→ **EXERCISE DIRECTIONS**
All the data below needs to be retyped exactly as shown.

(Stored items)
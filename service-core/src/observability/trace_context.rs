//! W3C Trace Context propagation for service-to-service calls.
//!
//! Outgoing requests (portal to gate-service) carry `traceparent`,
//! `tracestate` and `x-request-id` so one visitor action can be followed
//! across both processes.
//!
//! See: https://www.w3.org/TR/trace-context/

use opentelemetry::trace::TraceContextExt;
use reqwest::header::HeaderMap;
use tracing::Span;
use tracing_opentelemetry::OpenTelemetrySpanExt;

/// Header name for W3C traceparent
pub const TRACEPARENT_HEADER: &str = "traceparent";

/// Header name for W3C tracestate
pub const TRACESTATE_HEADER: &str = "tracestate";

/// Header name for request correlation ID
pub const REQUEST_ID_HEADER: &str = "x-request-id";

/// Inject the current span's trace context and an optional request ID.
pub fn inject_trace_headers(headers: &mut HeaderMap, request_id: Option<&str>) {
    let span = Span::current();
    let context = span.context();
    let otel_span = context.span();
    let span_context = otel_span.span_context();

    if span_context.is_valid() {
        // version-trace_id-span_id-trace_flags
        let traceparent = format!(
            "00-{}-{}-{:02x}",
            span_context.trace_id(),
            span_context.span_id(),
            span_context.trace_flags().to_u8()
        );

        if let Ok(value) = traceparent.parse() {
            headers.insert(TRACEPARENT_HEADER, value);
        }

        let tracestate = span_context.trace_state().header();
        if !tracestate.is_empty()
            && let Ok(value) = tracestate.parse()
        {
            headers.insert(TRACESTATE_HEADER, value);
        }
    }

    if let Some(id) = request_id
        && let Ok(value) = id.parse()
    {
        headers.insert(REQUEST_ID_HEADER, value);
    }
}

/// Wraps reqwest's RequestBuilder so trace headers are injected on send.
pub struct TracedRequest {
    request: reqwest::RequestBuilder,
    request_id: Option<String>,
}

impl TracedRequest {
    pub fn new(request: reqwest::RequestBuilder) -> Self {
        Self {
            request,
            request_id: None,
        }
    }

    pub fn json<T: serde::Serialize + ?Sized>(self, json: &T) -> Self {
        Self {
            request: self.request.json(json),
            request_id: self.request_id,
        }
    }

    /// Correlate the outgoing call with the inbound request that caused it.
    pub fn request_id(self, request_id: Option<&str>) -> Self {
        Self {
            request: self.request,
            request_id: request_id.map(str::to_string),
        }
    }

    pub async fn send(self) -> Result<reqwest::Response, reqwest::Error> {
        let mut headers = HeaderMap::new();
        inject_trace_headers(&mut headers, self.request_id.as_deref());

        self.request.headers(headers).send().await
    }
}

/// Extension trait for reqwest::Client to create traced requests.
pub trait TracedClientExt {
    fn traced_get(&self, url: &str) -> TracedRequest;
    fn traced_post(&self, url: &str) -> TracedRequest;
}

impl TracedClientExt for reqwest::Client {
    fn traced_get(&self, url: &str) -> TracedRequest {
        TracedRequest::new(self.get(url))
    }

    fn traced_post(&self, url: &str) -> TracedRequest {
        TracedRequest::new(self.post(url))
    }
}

→ **SOLUTION TO THE PROBLEM**
filename service-core/src/observability/trace_context.rs
//! W3C Trace Context propagation for service-to-service calls.
//!
//! Outgoing requests (portal to gate-service) carry `traceparent`,
//! `tracestate` and `x-request-id` so one visitor action can be followed
//! across both processes.
//!
//! See: https://www.w3.org/TR/trace-context/

use opentelemetry::trace::TraceContextExt;
use reqwest::header::HeaderMap;
use tracing::Span;
use tracing_opentelemetry::OpenTelemetrySpanExt;

/// Header name for W3C traceparent
pub const TRACEPARENT_HEADER: &str = "traceparent";

/// Header name for W3C tracestate
pub const TRACESTATE_HEADER: &str = "tracestate";

/// Header name for request correlation ID
pub const REQUEST_ID_HEADER: &str = "x-request-id";

/// Inject the current span's trace context and an optional request ID.
pub fn inject_trace_headers(headers: &mut HeaderMap, request_id: Option<&str>) {
    let span = Span::current();
    let context = span.context();
    let otel_span = context.span();
    let span_context = otel_span.span_context();

    if span_context.is_valid() {
        // version-trace_id-span_id-trace_flags
        let traceparent = format!(
            "00-{}-{}-{:02x}",
            span_context.trace_id(),
            span_context.span_id(),
            span_context.trace_flags().to_u8()
        );

        if let Ok(value) = traceparent.parse() {
            headers.insert(TRACEPARENT_HEADER, value);
        }

        let tracestate = span_context.trace_state().header();
        if !tracestate.is_empty()
            && let Ok(value) = tracestate.parse()
        {
            headers.insert(TRACESTATE_HEADER, value);
        }
    }

    if let Some(id) = request_id
        && let Ok(value) = id.parse()
    {
        headers.insert(REQUEST_ID_HEADER, value);
    }
}

/// Wraps reqwest's RequestBuilder so trace headers are injected on send.
pub struct TracedRequest {
    request: reqwest::RequestBuilder,
    request_id: Option<String>,
}

impl TracedRequest {
    pub fn new(request: reqwest::RequestBuilder) -> Self {
        Self {
            request,
            request_id: None,
        }
    }

    pub fn json<T: serde::Serialize + ?Sized>(self, json: &T) -> Self {
        Self {
            request: self.request.json(json),
            request_id: self.request_id,
        }
    }

    /// Correlate the outgoing call with the inbound request that caused it.
    pub fn request_id(self, request_id: Option<&str>) -> Self {
        Self {
            request: self.request,
            request_id: request_id.map(str::to_string),
        }
    }

    pub async fn send(self) -> Result<reqwest::Response, reqwest::Error> {
        let mut headers = HeaderMap::new();
        inject_trace_headers(&mut headers, self.request_id.as_deref());

        self.request.headers(headers).send().await
    }
}

/// Extension trait for reqwest::Client to create traced requests.
pub trait TracedClientExt {
    fn traced_get(&self, url: &str) -> TracedRequest;
    fn traced_post(&self, url: &str) -> TracedRequest;
}

impl TracedClientExt for reqwest::Client {
    fn traced_get(&self, url: &str) -> TracedRequest {
        TracedRequest::new(self.get(url))
    }

    fn traced_post(&self, url: &str) -> TracedRequest {
        TracedRequest::new(self.post(url))
    }
}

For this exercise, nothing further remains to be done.